## TASK PROMPT
Give back exactly the lines of the data below, starting with the line that has "links are not" and going on through the line that has "impl From<anyhow::Error> for".

[Stored items]
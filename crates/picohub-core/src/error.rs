//! Error types module
//!
//! This module provides the core error types used throughout PicoHub. All errors
//! surfaced to clients are unified under the `AppError` enum, which covers the
//! admission pipeline rejections (oversized upload, malformed package, missing
//! manifest, symbolic links, flagged content, rate limiting) as well as storage,
//! database and internal faults.
//!
//! The `Database` variant and `From<sqlx::Error>` are gated behind the `sqlx` feature.

use std::io;

#[cfg(feature = "sqlx")]
use sqlx::Error as SqlxError;

/// Log level for error reporting
#[derive(Debug, Clone, Copy, PartialEq, Eq)]
pub enum LogLevel {
    /// Debug level - for expected errors like validation failures
    Debug,
    /// Warning level - for rejected content and throttled clients
    Warn,
    /// Error level - for unexpected failures
    Error,
}

/// Metadata for error responses - defines how an error should be presented
/// This trait allows errors to self-describe their HTTP response characteristics
pub trait ErrorMetadata {
    /// HTTP status code to return
    fn http_status_code(&self) -> u16;

    /// Machine-readable error code (e.g., "NO_MANIFEST")
    fn error_code(&self) -> &'static str;

    /// Whether this error is recoverable (can be retried)
    fn is_recoverable(&self) -> bool;

    /// Suggested action for the client
    fn suggested_action(&self) -> Option<&'static str>;

    /// Client-facing message (may differ from internal error message)
    fn client_message(&self) -> String;

    /// Whether details should be hidden in production
    fn is_sensitive(&self) -> bool;

    /// Log level for this error
    fn log_level(&self) -> LogLevel;
}

#[derive(Debug, thiserror::Error)]
pub enum AppError {
    #[cfg(feature = "sqlx")]
    #[error("Database error: {0}")]
    Database(#[source] SqlxError),

    #[cfg(not(feature = "sqlx"))]
    #[error("Database error: {0}")]
    Database(String),

    #[error("Storage error: {0}")]
    Storage(String),

    #[error("File too large: {0}")]
    PayloadTooLarge(String),

    #[error("Invalid skill package: {0}")]
    InvalidPackage(String),

    #[error("manifest.json not found in package")]
    NoManifest,

    #[error("symbolic links are not allowed")]
    SymlinkDetected,

    #[error("Content flagged by security scan: {0}")]
    ContentFlagged(String),

    #[error("Conflict: {0}")]
    Conflict(String),

    #[error("Rate limit exceeded, retry in {retry_after_secs}s")]
    RateLimited { retry_after_secs: u64 },

    #[error("Invalid input: {0}")]
    InvalidInput(String),

    #[error("Bad request: {0}")]
    BadRequest(String),

    #[error("Not found: {0}")]
    NotFound(String),

    #[error("Unauthorized: {0}")]
    Unauthorized(String),

    #[error("Internal error: {0}")]
    Internal(String),

    #[error("Internal error with source")]
    InternalWithSource {
        message: String,
        #[source]
        source: anyhow::Error,
    },
}

#[cfg(feature = "sqlx")]
impl From<SqlxError> for AppError {
    fn from(err: SqlxError) -> Self {
        AppError::Database(err)
    }
}

impl From<anyhow::Error> for AppError {
    fn from(err: anyhow::Error) -> Self {
        AppError::InternalWithSource {
            message: err.to_string(),
            source: err,
        }
    }
}

impl From<io::Error> for AppError {
    fn from(err: io::Error) -> Self {
        AppError::Internal(format!("IO error: {}", err))
    }
}

impl From<serde_json::Error> for AppError {
    fn from(err: serde_json::Error) -> Self {
        AppError::InvalidInput(format!("JSON parsing error: {}", err))
    }
}

/// Static metadata for each variant: (http_status, error_code, recoverable, suggested_action, sensitive, log_level).
fn app_error_static_metadata(
    err: &AppError,
) -> (
    u16,
    &'static str,
    bool,
    Option<&'static str>,
    bool,
    LogLevel,
) {
    match err {
        AppError::Database(_) => (
            500,
            "DATABASE_ERROR",
            true,
            Some("Retry after a short delay"),
            true,
            LogLevel::Error,
        ),
        AppError::Storage(_) => (
            500,
            "STORAGE_ERROR",
            true,
            Some("Retry after a short delay"),
            true,
            LogLevel::Error,
        ),
        AppError::PayloadTooLarge(_) => (
            413,
            "PAYLOAD_TOO_LARGE",
            false,
            Some("Reduce the package size and upload again"),
            false,
            LogLevel::Debug,
        ),
        AppError::InvalidPackage(_) => (
            400,
            "INVALID_PACKAGE",
            false,
            Some("Check that the package is a valid zip archive with a complete manifest.json"),
            false,
            LogLevel::Debug,
        ),
        AppError::NoManifest => (
            400,
            "NO_MANIFEST",
            false,
            Some("Add manifest.json at the archive root or one directory deep"),
            false,
            LogLevel::Debug,
        ),
        AppError::SymlinkDetected => (
            400,
            "SYMLINK_DETECTED",
            false,
            Some("Remove symbolic links from the package"),
            false,
            LogLevel::Warn,
        ),
        AppError::ContentFlagged(_) => (
            400,
            "CONTENT_FLAGGED",
            false,
            Some("Contact support if you believe this is a false positive"),
            false,
            LogLevel::Warn,
        ),
        AppError::Conflict(_) => (
            409,
            "CONFLICT",
            false,
            Some("Choose a different slug"),
            false,
            LogLevel::Debug,
        ),
        AppError::RateLimited { .. } => (
            429,
            "RATE_LIMITED",
            true,
            Some("Wait for the Retry-After interval and retry"),
            false,
            LogLevel::Warn,
        ),
        AppError::InvalidInput(_) => (
            400,
            "INVALID_INPUT",
            false,
            Some("Check request parameters and try again"),
            false,
            LogLevel::Debug,
        ),
        AppError::BadRequest(_) => (
            400,
            "BAD_REQUEST",
            false,
            Some("Check request format and parameters"),
            false,
            LogLevel::Debug,
        ),
        AppError::NotFound(_) => (
            404,
            "NOT_FOUND",
            false,
            Some("Verify the resource exists"),
            false,
            LogLevel::Debug,
        ),
        AppError::Unauthorized(_) => (
            401,
            "UNAUTHORIZED",
            false,
            Some("Check the authentication token"),
            false,
            LogLevel::Debug,
        ),
        AppError::Internal(_) | AppError::InternalWithSource { .. } => (
            500,
            "INTERNAL_ERROR",
            true,
            Some("Retry after a short delay"),
            true,
            LogLevel::Error,
        ),
    }
}

impl AppError {
    /// Get the error type name for detailed error responses
    pub fn error_type(&self) -> &str {
        match self {
            AppError::Database(_) => "Database",
            AppError::Storage(_) => "Storage",
            AppError::PayloadTooLarge(_) => "PayloadTooLarge",
            AppError::InvalidPackage(_) => "InvalidPackage",
            AppError::NoManifest => "NoManifest",
            AppError::SymlinkDetected => "SymlinkDetected",
            AppError::ContentFlagged(_) => "ContentFlagged",
            AppError::Conflict(_) => "Conflict",
            AppError::RateLimited { .. } => "RateLimited",
            AppError::InvalidInput(_) => "InvalidInput",
            AppError::BadRequest(_) => "BadRequest",
            AppError::NotFound(_) => "NotFound",
            AppError::Unauthorized(_) => "Unauthorized",
            AppError::Internal(_) => "Internal",
            AppError::InternalWithSource { .. } => "Internal",
        }
    }

    /// Get detailed error information including error chain
    pub fn detailed_message(&self) -> String {
        use std::error::Error;

        let mut details = self.to_string();

        let mut source = self.source();
        let mut depth = 0;
        while let Some(err) = source {
            depth += 1;
            if depth > 5 {
                details.push_str("\n  ... (truncated)");
                break;
            }
            details.push_str(&format!("\n  Caused by: {}", err));
            source = err.source();
        }

        details
    }
}

impl ErrorMetadata for AppError {
    fn http_status_code(&self) -> u16 {
        app_error_static_metadata(self).0
    }

    fn error_code(&self) -> &'static str {
        app_error_static_metadata(self).1
    }

    fn is_recoverable(&self) -> bool {
        app_error_static_metadata(self).2
    }

    fn suggested_action(&self) -> Option<&'static str> {
        app_error_static_metadata(self).3
    }

    fn is_sensitive(&self) -> bool {
        app_error_static_metadata(self).4
    }

    fn log_level(&self) -> LogLevel {
        app_error_static_metadata(self).5
    }

    fn client_message(&self) -> String {
        match self {
            AppError::Database(_) => "Failed to access database".to_string(),
            AppError::Storage(_) => "Failed to save file".to_string(),
            AppError::PayloadTooLarge(ref msg) => msg.clone(),
            AppError::InvalidPackage(ref msg) => msg.clone(),
            AppError::NoManifest => self.to_string(),
            AppError::SymlinkDetected => self.to_string(),
            AppError::ContentFlagged(_) => "file flagged by security scan".to_string(),
            AppError::Conflict(ref msg) => msg.clone(),
            AppError::RateLimited { .. } => "rate limit exceeded".to_string(),
            AppError::InvalidInput(ref msg) => msg.clone(),
            AppError::BadRequest(ref msg) => msg.clone(),
            AppError::NotFound(ref msg) => msg.clone(),
            AppError::Unauthorized(ref msg) => msg.clone(),
            AppError::Internal(_) => "Internal server error".to_string(),
            AppError::InternalWithSource { .. } => "Internal server error".to_string(),
        }
    }
}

## TASK SOLUTION
    #[error("symbolic links are not allowed")]
    SymlinkDetected,

    #[error("Content flagged by security scan: {0}")]
    ContentFlagged(String),

    #[error("Conflict: {0}")]
    Conflict(String),

    #[error("Rate limit exceeded, retry in {retry_after_secs}s")]
    RateLimited { retry_after_secs: u64 },

    #[error("Invalid input: {0}")]
    InvalidInput(String),

    #[error("Bad request: {0}")]
    BadRequest(String),

    #[error("Not found: {0}")]
    NotFound(String),

    #[error("Unauthorized: {0}")]
    Unauthorized(String),

    #[error("Internal error: {0}")]
    Internal(String),

    #[error("Internal error with source")]
    InternalWithSource {
        message: String,
        #[source]
        source: anyhow::Error,
    },
}

#[cfg(feature = "sqlx")]
impl From<SqlxError> for AppError {
    fn from(err: SqlxError) -> Self {
        AppError::Database(err)
    }
}

impl From<anyhow::Error> for AppError {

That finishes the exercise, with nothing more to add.